No todos los condenados a muerte tienen el mismo punto de cocción. El chef, es decir el
verdugo que les aplica la inyección letal, no sin antes haber desinfectado
cuidadosamente la aguja, debe calcular el tiempo. Lo habitual viene siendo que el
traslado al otro mundo dure unos 17 minutos, pero hay viajeros que se demoran. El
último caso sucedido hace unas semanas ha replanteado en los Estados Unidos el
sistema, pero no la legitimidad del castigo.
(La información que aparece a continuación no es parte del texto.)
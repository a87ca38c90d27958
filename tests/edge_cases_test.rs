//! Edge case tests for batch replay of marketplace actions.

use bookmarket::{BatchProcessor, BookStatus, TxType};
use std::io::Cursor;

const HEADER: &str = "action,user,book,amount,fee,days\n";

fn run(rows: &str) -> BatchProcessor {
    let mut batch = BatchProcessor::default();
    batch
        .process_csv(Cursor::new(format!("{}{}", HEADER, rows)))
        .unwrap();
    batch
}

fn output(batch: &BatchProcessor) -> String {
    let mut out = Vec::new();
    batch.write_output(&mut out).unwrap();
    String::from_utf8(out).unwrap()
}

fn wallet_line(output: &str, user: &str) -> Option<String> {
    output
        .lines()
        .skip(1) // Skip header
        .find(|line| line.starts_with(&format!("{},", user)))
        .map(|s| s.to_string())
}

/// (balance, spent, earned, purchases, rentals)
fn parse_wallet(line: &str) -> (String, String, String, usize, usize) {
    let parts: Vec<&str> = line.split(',').collect();
    (
        parts[1].to_string(),
        parts[2].to_string(),
        parts[3].to_string(),
        parts[4].parse().unwrap(),
        parts[5].parse().unwrap(),
    )
}

fn balance(batch: &BatchProcessor, user: &str) -> String {
    let out = output(batch);
    let line = wallet_line(&out, user).unwrap();
    parse_wallet(&line).0
}

// ==================== DEPOSIT EDGE CASES ====================

#[test]
fn test_deposit_at_limits() {
    let batch = run("register,alice,,,,\n\
                     deposit,alice,,1,,\n\
                     deposit,alice,,1000,,\n");
    assert_eq!(balance(&batch, "alice"), "1001.00");
}

#[test]
fn test_deposit_outside_limits_ignored() {
    let batch = run("register,alice,,,,\n\
                     deposit,alice,,0.99,,\n\
                     deposit,alice,,1000.01,,\n\
                     deposit,alice,,0,,\n\
                     deposit,alice,,-5,,\n");
    assert_eq!(balance(&batch, "alice"), "0.00");
}

#[test]
fn test_deposit_for_unknown_user_ignored() {
    let batch = run("register,alice,,,,\n\
                     deposit,zed,,10,,\n");
    let out = output(&batch);
    assert!(wallet_line(&out, "zed").is_none());
    assert_eq!(balance(&batch, "alice"), "0.00");
}

#[test]
fn test_deposit_with_cents() {
    let batch = run("register,alice,,,,\n\
                     deposit,alice,,10.05,,\n\
                     deposit,alice,,2.10,,\n");
    assert_eq!(balance(&batch, "alice"), "12.15");
}

// ==================== PURCHASE EDGE CASES ====================

#[test]
fn test_purchase_with_exact_balance() {
    let batch = run("register,alice,,,,\n\
                     register,bob,,,,\n\
                     deposit,alice,,25,,\n\
                     list,bob,b1,25,1,\n\
                     purchase,alice,b1,,,\n");
    let out = output(&batch);
    let (bal, spent, _, purchases, _) = parse_wallet(&wallet_line(&out, "alice").unwrap());
    assert_eq!(bal, "0.00");
    assert_eq!(spent, "25.00");
    assert_eq!(purchases, 1);
}

#[test]
fn test_purchase_short_by_one_cent() {
    let batch = run("register,alice,,,,\n\
                     register,bob,,,,\n\
                     deposit,alice,,24.99,,\n\
                     list,bob,b1,25,1,\n\
                     purchase,alice,b1,,,\n");
    assert_eq!(balance(&batch, "alice"), "24.99");
    assert_eq!(balance(&batch, "bob"), "0.00");
    assert!(batch.engine().store().transactions().is_empty());

    let book = batch.book_id("b1").unwrap();
    assert_eq!(batch.engine().quote(book).unwrap().status, BookStatus::Available);
}

#[test]
fn test_sold_book_cannot_be_bought_twice() {
    let batch = run("register,alice,,,,\n\
                     register,bob,,,,\n\
                     register,carol,,,,\n\
                     deposit,alice,,100,,\n\
                     deposit,carol,,100,,\n\
                     list,bob,b1,30,1,\n\
                     purchase,alice,b1,,,\n\
                     purchase,carol,b1,,,\n\
                     rent,carol,b1,,,1\n");
    assert_eq!(balance(&batch, "carol"), "100.00");
    assert_eq!(balance(&batch, "bob"), "30.00");
    assert_eq!(batch.engine().store().transactions().len(), 1);
}

#[test]
fn test_buyer_cannot_buy_back_own_book() {
    let batch = run("register,alice,,,,\n\
                     register,bob,,,,\n\
                     deposit,alice,,100,,\n\
                     list,bob,b1,30,1,\n\
                     purchase,alice,b1,,,\n\
                     purchase,alice,b1,,,\n");
    assert_eq!(balance(&batch, "alice"), "70.00");
}

#[test]
fn test_seller_cannot_buy_own_listing() {
    let batch = run("register,bob,,,,\n\
                     deposit,bob,,100,,\n\
                     list,bob,b1,30,1,\n\
                     purchase,bob,b1,,,\n\
                     rent,bob,b1,,,7\n");
    assert_eq!(balance(&batch, "bob"), "100.00");
    assert!(batch.engine().store().transactions().is_empty());
}

#[test]
fn test_free_book_transfers_ownership() {
    let batch = run("register,alice,,,,\n\
                     register,bob,,,,\n\
                     list,bob,b1,0,0,\n\
                     purchase,alice,b1,,,\n");
    let out = output(&batch);
    let (bal, spent, _, purchases, _) = parse_wallet(&wallet_line(&out, "alice").unwrap());
    assert_eq!(bal, "0.00");
    assert_eq!(spent, "0.00");
    assert_eq!(purchases, 1);

    let book = batch.book_id("b1").unwrap();
    let alice = batch.engine().store().user_by_username("alice").unwrap();
    assert_eq!(batch.engine().quote(book).unwrap().owner_id, alice.id);
}

#[test]
fn test_purchase_unknown_book_ignored() {
    let batch = run("register,alice,,,,\n\
                     deposit,alice,,10,,\n\
                     purchase,alice,ghost,,,\n");
    assert_eq!(balance(&batch, "alice"), "10.00");
}

// ==================== RENTAL EDGE CASES ====================

#[test]
fn test_rental_periods() {
    for (days, expected) in [(1, "98.00"), (3, "94.00"), (7, "86.00"), (14, "72.00"), (30, "40.00")] {
        let batch = run(&format!(
            "register,alice,,,,\n\
             register,bob,,,,\n\
             deposit,alice,,100,,\n\
             list,bob,b1,50,2,\n\
             rent,alice,b1,,,{}\n",
            days
        ));
        assert_eq!(balance(&batch, "alice"), expected, "{} days", days);
    }
}

#[test]
fn test_unsupported_rental_period_ignored() {
    let batch = run("register,alice,,,,\n\
                     register,bob,,,,\n\
                     deposit,alice,,100,,\n\
                     list,bob,b1,50,2,\n\
                     rent,alice,b1,,,2\n\
                     rent,alice,b1,,,0\n\
                     rent,alice,b1,,,31\n");
    assert_eq!(balance(&batch, "alice"), "100.00");
    assert!(batch.engine().store().rentals().is_empty());
}

#[test]
fn test_rented_book_blocks_second_rental() {
    let batch = run("register,alice,,,,\n\
                     register,bob,,,,\n\
                     register,carol,,,,\n\
                     deposit,alice,,100,,\n\
                     deposit,carol,,100,,\n\
                     list,bob,b1,50,2,\n\
                     rent,alice,b1,,,7\n\
                     rent,carol,b1,,,1\n");
    assert_eq!(balance(&batch, "carol"), "100.00");
    assert_eq!(batch.engine().store().rentals().len(), 1);
}

#[test]
fn test_return_by_other_student_ignored() {
    let batch = run("register,alice,,,,\n\
                     register,bob,,,,\n\
                     register,carol,,,,\n\
                     deposit,alice,,100,,\n\
                     list,bob,b1,50,2,\n\
                     rent,alice,b1,,,7\n\
                     return,carol,b1,,,\n");
    let book = batch.book_id("b1").unwrap();
    assert_eq!(batch.engine().quote(book).unwrap().status, BookStatus::Rented);
}

#[test]
fn test_returned_book_can_be_bought() {
    let batch = run("register,alice,,,,\n\
                     register,bob,,,,\n\
                     register,carol,,,,\n\
                     deposit,alice,,100,,\n\
                     deposit,carol,,100,,\n\
                     list,bob,b1,50,2,\n\
                     rent,alice,b1,,,7\n\
                     return,alice,b1,,,\n\
                     return,alice,b1,,,\n\
                     purchase,carol,b1,,,\n");
    let out = output(&batch);
    let (bal, _, earned, _, _) = parse_wallet(&wallet_line(&out, "bob").unwrap());
    assert_eq!(bal, "64.00");
    assert_eq!(earned, "64.00");

    let kinds: Vec<TxType> = batch
        .engine()
        .store()
        .transactions()
        .iter()
        .map(|t| t.kind())
        .collect();
    assert_eq!(kinds, vec![TxType::Rental, TxType::Purchase]);
}

// ==================== ACCOUNT EDGE CASES ====================

#[test]
fn test_duplicate_registration_keeps_first_wallet() {
    let batch = run("register,alice,,,,\n\
                     deposit,alice,,10,,\n\
                     register,alice,,,,\n");
    let out = output(&batch);
    assert_eq!(out.lines().count(), 2);
    assert_eq!(balance(&batch, "alice"), "10.00");
}

#[test]
fn test_admin_has_no_wallet_row() {
    let batch = run("admin,admin,,,,\n\
                     deposit,admin,,10,,\n\
                     register,alice,,,,\n");
    let out = output(&batch);
    assert!(wallet_line(&out, "admin").is_none());
    assert!(wallet_line(&out, "alice").is_some());
}

#[test]
fn test_promoted_student_stops_trading() {
    let batch = run("admin,admin,,,,\n\
                     register,alice,,,,\n\
                     register,bob,,,,\n\
                     deposit,alice,,50,,\n\
                     list,bob,b1,10,1,\n\
                     promote,admin,alice,,,\n\
                     purchase,alice,b1,,,\n");
    assert_eq!(balance(&batch, "alice"), "50.00");
    assert!(batch.engine().store().transactions().is_empty());
}

#[test]
fn test_student_cannot_moderate() {
    let batch = run("register,alice,,,,\n\
                     register,bob,,,,\n\
                     deposit,bob,,10,,\n\
                     deactivate,alice,bob,,,\n\
                     deposit,bob,,10,,\n");
    assert_eq!(balance(&batch, "bob"), "20.00");
}

// ==================== MALFORMED INPUT ====================

#[test]
fn test_malformed_rows_skipped() {
    let batch = run("register,alice,,,,\n\
                     deposit,alice,,ten,,\n\
                     deposit,alice,,,,\n\
                     ,alice,,5,,\n\
                     teleport,alice,,5,,\n\
                     deposit,alice,,5,,\n");
    assert_eq!(balance(&batch, "alice"), "5.00");
}

#[test]
fn test_short_rows_tolerated() {
    let batch = run("register,alice\n\
                     deposit,alice,,7\n");
    assert_eq!(balance(&batch, "alice"), "7.00");
}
Allí siguen siendo partidarios de asesinar a
los asesinos, que ya decía Borges que viene a ser lo mismo que comerse a los caníbales.
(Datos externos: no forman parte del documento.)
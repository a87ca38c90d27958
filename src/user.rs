//! Marketplace users.

use crate::ids::UserId;
use chrono::{DateTime, Utc};
use serde::{Deserialize, Serialize};
use std::fmt;

/// Role granted to a user. Only students hold wallets and trade books.
#[derive(Debug, Clone, Copy, PartialEq, Eq, Serialize, Deserialize)]
#[serde(rename_all = "lowercase")]
pub enum Role {
    Student,
    Admin,
}

impl fmt::Display for Role {
    fn fmt(&self, f: &mut fmt::Formatter<'_>) -> fmt::Result {
        match self {
            Role::Student => f.write_str("student"),
            Role::Admin => f.write_str("admin"),
        }
    }
}

/// A registered user.
#[derive(Debug, Clone, PartialEq, Serialize)]
pub struct User {
    pub id: UserId,
    pub username: String,
    pub role: Role,
    /// Deactivated users are refused every marketplace action.
    pub active: bool,
    pub created_at: DateTime<Utc>,
}

impl User {
    pub fn new(id: UserId, username: impl Into<String>, role: Role) -> Self {
        User {
            id,
            username: username.into(),
            role,
            active: true,
            created_at: Utc::now(),
        }
    }

    pub fn is_admin(&self) -> bool {
        self.role == Role::Admin
    }

    /// Active student: the only kind of user allowed to buy, rent or list.
    pub fn can_trade(&self) -> bool {
        self.active && self.role == Role::Student
    }
}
En el resto de las democracias occidentales no está bien visto eso de cerrarle los ojos
para siempre a alguien, haya hecho lo que haya hecho, dado que ya lo hizo, y se descree
de la ejemplaridad de la pena.

Al portorriqueño al que inyectaron hace bien poco en Florida le costó mucho trabajo
morirse «con limpieza y rapidez». Ingirió primero una dosis de barbitúricos, después le
hicieron tomar unos tranquilizantes para impedirle protestar y posteriormente el
puntillero le administró una pastillita de cloruro de potasio. Todo falló. Hay gente que
por muy mala vida que haya llevado muestra una enorme resistencia a abandonarla. Al
condenado le salía humo por los ojos y por los oídos, como si le hubieran sentado en la
silla eléctrica, técnica desechada porque eleva la factura de la luz de las penitenciarías.
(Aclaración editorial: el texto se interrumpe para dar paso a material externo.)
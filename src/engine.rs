//! Settlement engine.
//!
//! Turns purchase and rental requests into one consistent set of mutations:
//! buyer debit, owner credit, ledger entry, optional rental window and book
//! status change. Each request runs as a single [`UnitOfWork`]; any failure
//! discards the whole unit.
//!
//! Requests are priced from a quote (a snapshot of the book taken before the
//! unit opens). Inside the unit the book is re-read under the store lock: a
//! book that is no longer available fails with `NotAvailable`, one that is
//! still available but changed since the quote fails with `Conflict`.

use crate::book::{Book, BookStatus, NewBook};
use crate::config::MarketConfig;
use crate::error::{MarketError, Result};
use crate::ids::{BookId, RentalId, TransactionId, UserId, WalletId};
use crate::money::Money;
use crate::rental::{Rental, RentalPeriod};
use crate::store::{LedgerStore, UnitOfWork};
use crate::transaction::{Transaction, TxType};
use crate::user::{Role, User};
use crate::wallet::Wallet;
use chrono::{DateTime, Utc};
use log::{debug, info, warn};
use serde::Serialize;

/// Number of entries shown as recent activity on the admin dashboard.
const RECENT_ACTIVITY: usize = 5;

/// Ids produced by a successful rental.
#[derive(Debug, Clone, Copy, PartialEq, Eq, Serialize)]
pub struct RentalReceipt {
    pub transaction_id: TransactionId,
    pub rental_id: RentalId,
    pub end: DateTime<Utc>,
}

/// Wallet page figures for one student.
#[derive(Debug, Clone, PartialEq, Serialize)]
pub struct WalletSummary {
    pub balance: Money,
    /// Sum of everything the student paid.
    pub total_spent: Money,
    pub purchase_count: usize,
    pub rental_count: usize,
    /// Sum of everything paid to the student for books they owned.
    pub total_earnings: Money,
}

/// Admin dashboard figures.
#[derive(Debug, Clone, PartialEq, Serialize)]
pub struct DashboardStats {
    pub users: usize,
    pub books: usize,
    pub transactions: usize,
    pub active_rentals: usize,
    /// Newest entries first.
    pub recent: Vec<Transaction>,
}

/// The marketplace settlement engine.
///
/// Owns the [`LedgerStore`]. Share it across request threads behind an
/// `Arc`; all methods take `&self`.
#[derive(Debug, Default)]
pub struct SettlementEngine {
    store: LedgerStore,
    config: MarketConfig,
}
Tardó en evitar toda posibilidad de ser reincidente unos 35 minutos. Como consecuencia
de ello, el gobernador del estado ha suspendido las ejecuciones temporalmente en
Florida.

O se perfecciona la moral de los criminales o se perfecciona la inyección letal. La


solución no está en manos de los ATS, sino en la cabeza de los legisladores.

Manuel Alcántara, El Norte de Castilla.